START PROVIDED DATA

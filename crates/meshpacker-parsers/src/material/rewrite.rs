//! Material rewriting
//!
//! One forward pass over a material script:
//! - the material name is moved into the asset's namespace,
//! - texture references point at `<asset>/…` or `SharedTextures/…`,
//! - passes using alpha or two-sided textures get the matching render
//!   state injected right before their closing brace.
//!
//! Every other byte is copied through unchanged.

use std::collections::BTreeSet;
use std::path::{Path, PathBuf};

use meshpacker_core::{naming, Result, SHARED_TEXTURES_DIR};
use tracing::trace;

use super::classify::{classify, split_line_ending, MaterialLine};
use crate::traits::InPlaceRewriter;

/// Injected into passes using a texture whose name contains `alpha`
pub const SCENE_BLEND_ALPHA: &str = "scene_blend alpha_blend";

/// Injected alongside [`SCENE_BLEND_ALPHA`]
pub const DEPTH_WRITE_OFF: &str = "depth_write off";

/// Injected into passes using a texture whose name contains `twosided`/`2sided`
pub const CULL_NONE: &str = "cull_hardware none";

/// Render state requested by the textures of the open pass
#[derive(Debug, Default, Clone, Copy)]
struct PassState {
    alpha_blend: bool,
    double_sided: bool,
}

impl PassState {
    fn note_texture(&mut self, relative_path: &str) {
        let lower = relative_path.to_lowercase();
        if lower.contains("alpha") {
            self.alpha_blend = true;
        }
        if lower.contains("twosided") || lower.contains("2sided") {
            self.double_sided = true;
        }
    }

    fn injected_lines(self) -> Vec<&'static str> {
        let mut lines = Vec::new();
        if self.alpha_blend {
            lines.extend([SCENE_BLEND_ALPHA, DEPTH_WRITE_OFF]);
        }
        if self.double_sided {
            lines.push(CULL_NONE);
        }
        lines
    }
}

/// Rewrites one asset's material file
#[derive(Debug)]
pub struct MaterialRewriter<'a> {
    asset_name: &'a str,
    shared_textures: &'a BTreeSet<PathBuf>,
    private_textures: BTreeSet<PathBuf>,
}

impl<'a> MaterialRewriter<'a> {
    /// Create a rewriter for `asset_name`, given the archive's shared textures
    pub fn new(asset_name: &'a str, shared_textures: &'a BTreeSet<PathBuf>) -> Self {
        Self {
            asset_name,
            shared_textures,
            private_textures: BTreeSet::new(),
        }
    }

    /// Absolute paths of the non-shared textures seen so far
    pub fn private_textures(&self) -> &BTreeSet<PathBuf> {
        &self.private_textures
    }

    /// Consume the rewriter, keeping the non-shared textures
    pub fn into_private_textures(self) -> BTreeSet<PathBuf> {
        self.private_textures
    }

    /// Rewrite material text whose textures are relative to `material_dir`
    pub fn rewrite(&mut self, source: &str, material_dir: &Path) -> String {
        let mut output = String::with_capacity(source.len() + 64);
        let mut pass: Option<PassState> = None;
        let mut in_texture_unit = false;

        for raw in source.split_inclusive('\n') {
            let (line, eol) = split_line_ending(raw);

            match classify(line) {
                MaterialLine::MaterialDecl {
                    indent,
                    keyword,
                    name,
                    opens_block,
                } => {
                    output.push_str(indent);
                    output.push_str(keyword);
                    output.push(' ');
                    output.push_str(&naming::namespaced_material_name(self.asset_name, name));
                    if opens_block {
                        output.push_str(" {");
                    }
                    output.push_str(eol);
                }
                MaterialLine::PassOpen => {
                    pass = Some(PassState::default());
                    output.push_str(raw);
                }
                MaterialLine::TextureUnitOpen => {
                    in_texture_unit = true;
                    output.push_str(raw);
                }
                MaterialLine::TextureDecl {
                    indent,
                    keyword,
                    path,
                    trailing,
                } => {
                    let reference = self.texture_reference(path, material_dir);
                    trace!(texture = path, reference = %reference, "Rewrote texture reference");

                    output.push_str(indent);
                    output.push_str(keyword);
                    output.push(' ');
                    output.push_str(&reference);
                    output.push_str(trailing);
                    output.push_str(eol);

                    if let Some(pass) = pass.as_mut() {
                        pass.note_texture(path);
                    }
                }
                MaterialLine::BlockClose { indent_tabs } => {
                    if in_texture_unit {
                        in_texture_unit = false;
                    } else if let Some(closed) = pass.take() {
                        let indent = "\t".repeat(indent_tabs + 1);
                        let injected_eol = if eol.is_empty() { "\n" } else { eol };
                        for directive in closed.injected_lines() {
                            output.push_str(&indent);
                            output.push_str(directive);
                            output.push_str(injected_eol);
                        }
                    }
                    output.push_str(raw);
                }
                MaterialLine::Other => output.push_str(raw),
            }
        }

        output
    }

    fn texture_reference(&mut self, relative_path: &str, material_dir: &Path) -> String {
        let absolute = naming::resolve_relative(material_dir, relative_path);
        if self.shared_textures.contains(&absolute) {
            naming::texture_reference(SHARED_TEXTURES_DIR, relative_path)
        } else {
            self.private_textures.insert(absolute);
            naming::texture_reference(self.asset_name, relative_path)
        }
    }
}

impl InPlaceRewriter for MaterialRewriter<'_> {
    fn name(&self) -> &str {
        "material"
    }

    fn rewrite_str(&mut self, source: &str, origin: &Path) -> Result<String> {
        let material_dir = origin.parent().unwrap_or_else(|| Path::new(""));
        Ok(self.rewrite(source, material_dir))
    }
}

END PROVIDED DATA

__ASSIGNMENT__: Lines with "using" in them are what the answer must contain; copy each from the records above.

__ANSWER BELOW__:
//! - passes using alpha or two-sided textures get the matching render
/// Injected into passes using a texture whose name contains `alpha`
/// Injected into passes using a texture whose name contains `twosided`/`2sided`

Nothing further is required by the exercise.